A Score that Really Matters: Your Credit Score

Before they decide on the terms of your mortgage loan (which they base on their risk), lenders must discover two things about you: whether you can repay the loan, and if you will pay it back. To assess your ability to repay, lenders look at your debt-to-income ratio. In order to assess your willingness to repay the mortgage loan, they look at your credit score.

Fair Isaac and Company formulated the first FICO score to assess creditworthines. You can learn more on FICO here.

Your credit score comes from your history of repayment. They never take into account your income, savings, amount of down payment, or factors like sex race, nationality or marital status. These scores were invented specifically for this reason. "Profiling" was as dirty a word when these scores were first invented as it is in the present day. Credit scoring was envisioned as a way to assess willingness to repay the loan while specifically excluding any other demographic factors.

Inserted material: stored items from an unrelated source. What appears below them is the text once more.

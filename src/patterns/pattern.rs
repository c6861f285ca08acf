//! Learned behavioral patterns.

use chrono::{DateTime, Datelike, Timelike, Utc};
use std::collections::HashSet;
use uuid::Uuid;

use crate::models::Destination;
use crate::rules::{Condition, LogicalOperator, MatchSpec};

/// When a pattern was observed
#[derive(Debug, Clone, Copy, PartialEq, Eq, Hash)]
pub struct TemporalContext {
    /// Hour of day, 0-23
    pub hour: u32,
    /// Day of week, 0 = Monday
    pub weekday: u32,
    /// Monday-Friday, 09:00-17:59
    pub is_work_hours: bool,
}

impl TemporalContext {
    pub fn at(time: DateTime<Utc>) -> Self {
        let hour = time.hour();
        let weekday = time.weekday().num_days_from_monday();
        Self {
            hour,
            weekday,
            is_work_hours: weekday < 5 && (9..18).contains(&hour),
        }
    }
}

/// A placement habit learned from user behavior.
///
/// Positive patterns suggest a destination. Negative patterns record what the
/// user keeps rejecting and suppress matching suggestions.
#[derive(Debug, Clone, PartialEq)]
pub struct LearnedPattern {
    pub id: Uuid,
    pub conditions: Vec<Condition>,
    pub operator: LogicalOperator,
    pub destination: Destination,
    /// 0.0-1.0
    pub confidence: f64,
    pub occurrence_count: u32,
    pub rejection_count: u32,
    pub is_negative: bool,
    /// Rules this (negative) pattern vetoes for matching files
    pub suppressed_rule_ids: Vec<Uuid>,
    pub temporal_contexts: Vec<TemporalContext>,
    pub created_at: DateTime<Utc>,
    pub last_seen_at: DateTime<Utc>,
}

impl LearnedPattern {
    /// A positive pattern with a single observation
    pub fn new(conditions: Vec<Condition>, destination: Destination) -> Self {
        let now = Utc::now();
        let operator = if conditions.len() > 1 {
            LogicalOperator::And
        } else {
            LogicalOperator::Single
        };
        Self {
            id: Uuid::new_v4(),
            conditions,
            operator,
            destination,
            confidence: 1.0,
            occurrence_count: 1,
            rejection_count: 0,
            is_negative: false,
            suppressed_rule_ids: Vec::new(),
            temporal_contexts: Vec::new(),
            created_at: now,
            last_seen_at: now,
        }
    }

    /// A negative pattern
    pub fn negative(conditions: Vec<Condition>, destination: Destination) -> Self {
        Self {
            is_negative: true,
            ..Self::new(conditions, destination)
        }
    }

    pub fn with_confidence(mut self, confidence: f64) -> Self {
        self.confidence = confidence.clamp(0.0, 1.0);
        self
    }

    pub fn with_counts(mut self, occurrences: u32, rejections: u32) -> Self {
        self.occurrence_count = occurrences;
        self.rejection_count = rejections;
        self
    }

    pub fn suppressing_rule(mut self, rule_id: Uuid) -> Self {
        if !self.suppressed_rule_ids.contains(&rule_id) {
            self.suppressed_rule_ids.push(rule_id);
        }
        self
    }

    /// Confidence derived from accept / reject history
    pub fn recompute_confidence(&mut self) {
        let total = self.occurrence_count + self.rejection_count;
        self.confidence = if total == 0 {
            0.0
        } else {
            f64::from(self.occurrence_count) / f64::from(total)
        };
    }

    /// Case-folded condition set used for overlap checks
    pub fn condition_set(&self) -> HashSet<Condition> {
        self.conditions.iter().map(Condition::normalized).collect()
    }

    /// Whether the two patterns share at least one condition
    pub fn overlaps(&self, other: &LearnedPattern) -> bool {
        let mine = self.condition_set();
        other
            .conditions
            .iter()
            .any(|c| mine.contains(&c.normalized()))
    }

    /// Record an observation time, keeping at most `max_samples`
    pub fn push_temporal_sample(&mut self, context: TemporalContext, max_samples: usize) {
        self.temporal_contexts.push(context);
        if self.temporal_contexts.len() > max_samples {
            let excess = self.temporal_contexts.len() - max_samples;
            self.temporal_contexts.drain(..excess);
        }
    }

    /// Share of observations made during work hours
    pub fn work_hours_ratio(&self) -> Option<f64> {
        if self.temporal_contexts.is_empty() {
            return None;
        }
        let work = self.temporal_contexts.iter().filter(|t| t.is_work_hours).count();
        Some(work as f64 / self.temporal_contexts.len() as f64)
    }
}

impl MatchSpec for LearnedPattern {
    fn conditions(&self) -> &[Condition] {
        &self.conditions
    }

    fn operator(&self) -> LogicalOperator {
        self.operator
    }
}
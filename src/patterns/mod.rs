//! Learned behavioral patterns
//!
//! ## Modules
//! - `pattern` - `LearnedPattern` and temporal samples
//! - `matcher` - suggestion with negative-pattern suppression
//! - `learner` - pattern creation and reinforcement from user decisions

pub mod learner;
pub mod matcher;
pub mod pattern;

pub use learner::{LearningOutcome, PatternLearner};
pub use matcher::{PatternMatcher, PatternVerdict};
pub use pattern::{LearnedPattern, TemporalContext};
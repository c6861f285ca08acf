//! Condition grammar shared by rules and learned patterns.
//!
//! A `Condition` tests one attribute of a file. `Not` wraps another condition,
//! so the type is recursive and boxed.

use chrono::{DateTime, Duration, Utc};

use crate::models::FileView;
use crate::utils::format_size;

/// A single test against a file's metadata
#[derive(Debug, Clone, PartialEq, Eq, Hash)]
pub enum Condition {
    /// Extension equals (case-insensitive, no leading dot): `pdf`
    ExtensionEquals(String),
    /// File name contains (case-insensitive)
    NameContains(String),
    /// File name starts with (case-insensitive)
    NameStartsWith(String),
    /// File name ends with (case-insensitive)
    NameEndsWith(String),
    /// Created more than `days` ago, optionally restricted to one extension
    OlderThan { days: u32, extension: Option<String> },
    /// Size strictly greater than the byte count
    SizeLargerThan(u64),
    /// Last modified more than `days` ago
    ModifiedOlderThan(u32),
    /// Last accessed more than `days` ago
    AccessedOlderThan(u32),
    /// Coarse kind equals (case-insensitive): `image`, `document`, ...
    KindEquals(String),
    /// Source location tag equals (case-insensitive): `downloads`, ...
    SourceLocationEquals(String),
    /// Logical negation of the inner condition
    Not(Box<Condition>),
}

impl Condition {
    /// Extension condition, normalizing case and a leading dot
    pub fn extension(ext: &str) -> Self {
        Condition::ExtensionEquals(normalize_extension(ext))
    }

    pub fn name_contains(text: &str) -> Self {
        Condition::NameContains(text.to_string())
    }

    pub fn name_starts_with(text: &str) -> Self {
        Condition::NameStartsWith(text.to_string())
    }

    pub fn name_ends_with(text: &str) -> Self {
        Condition::NameEndsWith(text.to_string())
    }

    pub fn older_than(days: u32, extension: Option<&str>) -> Self {
        Condition::OlderThan {
            days,
            extension: extension.map(normalize_extension),
        }
    }

    pub fn kind(kind: &str) -> Self {
        Condition::KindEquals(kind.to_string())
    }

    pub fn source_location(location: &str) -> Self {
        Condition::SourceLocationEquals(location.to_string())
    }

    /// Wrap a condition in `Not`
    pub fn negate(inner: Condition) -> Self {
        Condition::Not(Box::new(inner))
    }

    /// Evaluate against a file at the instant `now`.
    ///
    /// Pure: the same `(condition, file, now)` always yields the same result.
    pub fn evaluate<F: FileView + ?Sized>(&self, file: &F, now: DateTime<Utc>) -> bool {
        match self {
            Condition::ExtensionEquals(ext) => extension_matches(file, ext),
            Condition::NameContains(text) => {
                file.name().to_lowercase().contains(&text.to_lowercase())
            }
            Condition::NameStartsWith(text) => {
                file.name().to_lowercase().starts_with(&text.to_lowercase())
            }
            Condition::NameEndsWith(text) => {
                file.name().to_lowercase().ends_with(&text.to_lowercase())
            }
            Condition::OlderThan { days, extension } => {
                if let Some(ext) = extension {
                    if !extension_matches(file, ext) {
                        return false;
                    }
                }
                is_before_cutoff(file.created_at(), *days, now)
            }
            Condition::SizeLargerThan(bytes) => file.size() > *bytes,
            Condition::ModifiedOlderThan(days) => is_before_cutoff(file.modified_at(), *days, now),
            Condition::AccessedOlderThan(days) => is_before_cutoff(file.accessed_at(), *days, now),
            Condition::KindEquals(kind) => file.kind().eq_ignore_ascii_case(kind),
            Condition::SourceLocationEquals(location) => {
                file.source_location().eq_ignore_ascii_case(location)
            }
            Condition::Not(inner) => !inner.evaluate(file, now),
        }
    }

    /// Whether a match on this condition alone is a specific signal.
    ///
    /// Used to bucket match confidence.
    pub fn is_strong(&self) -> bool {
        matches!(
            self,
            Condition::ExtensionEquals(_)
                | Condition::KindEquals(_)
                | Condition::SourceLocationEquals(_)
                | Condition::NameStartsWith(_)
                | Condition::NameEndsWith(_)
        )
    }

    /// Case-folded copy used when comparing condition sets
    pub fn normalized(&self) -> Condition {
        match self {
            Condition::ExtensionEquals(ext) => Condition::ExtensionEquals(normalize_extension(ext)),
            Condition::NameContains(t) => Condition::NameContains(t.to_lowercase()),
            Condition::NameStartsWith(t) => Condition::NameStartsWith(t.to_lowercase()),
            Condition::NameEndsWith(t) => Condition::NameEndsWith(t.to_lowercase()),
            Condition::OlderThan { days, extension } => Condition::OlderThan {
                days: *days,
                extension: extension.as_deref().map(normalize_extension),
            },
            Condition::KindEquals(k) => Condition::KindEquals(k.to_lowercase()),
            Condition::SourceLocationEquals(l) => Condition::SourceLocationEquals(l.to_lowercase()),
            Condition::Not(inner) => Condition::Not(Box::new(inner.normalized())),
            other => other.clone(),
        }
    }

    /// Human readable description used in match reasons
    pub fn describe(&self) -> String {
        match self {
            Condition::ExtensionEquals(ext) => format!("extension is .{}", ext),
            Condition::NameContains(t) => format!("name contains \"{}\"", t),
            Condition::NameStartsWith(t) => format!("name starts with \"{}\"", t),
            Condition::NameEndsWith(t) => format!("name ends with \"{}\"", t),
            Condition::OlderThan { days, extension: None } => {
                format!("created more than {} days ago", days)
            }
            Condition::OlderThan {
                days,
                extension: Some(ext),
            } => format!(".{} created more than {} days ago", ext, days),
            Condition::SizeLargerThan(bytes) => format!("larger than {}", format_size(*bytes)),
            Condition::ModifiedOlderThan(days) => format!("not modified for {} days", days),
            Condition::AccessedOlderThan(days) => format!("not opened for {} days", days),
            Condition::KindEquals(k) => format!("kind is {}", k),
            Condition::SourceLocationEquals(l) => format!("found in {}", l),
            Condition::Not(inner) => format!("not ({})", inner.describe()),
        }
    }
}

fn normalize_extension(ext: &str) -> String {
    ext.trim().trim_start_matches('.').to_lowercase()
}

fn extension_matches<F: FileView + ?Sized>(file: &F, ext: &str) -> bool {
    file.extension()
        .map(|e| e.eq_ignore_ascii_case(ext.trim_start_matches('.')))
        .unwrap_or(false)
}

/// True when `timestamp` is strictly before `now - days`.
///
/// Missing timestamps never match, and neither does a cutoff beyond the
/// representable date range.
fn is_before_cutoff(timestamp: Option<DateTime<Utc>>, days: u32, now: DateTime<Utc>) -> bool {
    let Some(ts) = timestamp else {
        return false;
    };
    Duration::try_days(i64::from(days))
        .and_then(|age| now.checked_sub_signed(age))
        .map(|cutoff| ts < cutoff)
        .unwrap_or(false)
}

Deliquencies, derogatory payment behavior, debt level, length of credit history, types of credit and number of inquiries are all considered in credit scoring. Your score results from positive and negative information in your credit report. Late payments will lower your score, but consistently making future payments on time will improve your score.

For the agencies to calculate a credit score, you must have an active credit account with six months of payment history. This history ensures that there is sufficient information in your report to calculate a score. If you don't meet the minimum criteria for getting a credit score, you might need to work on a credit history before you apply for a mortgage.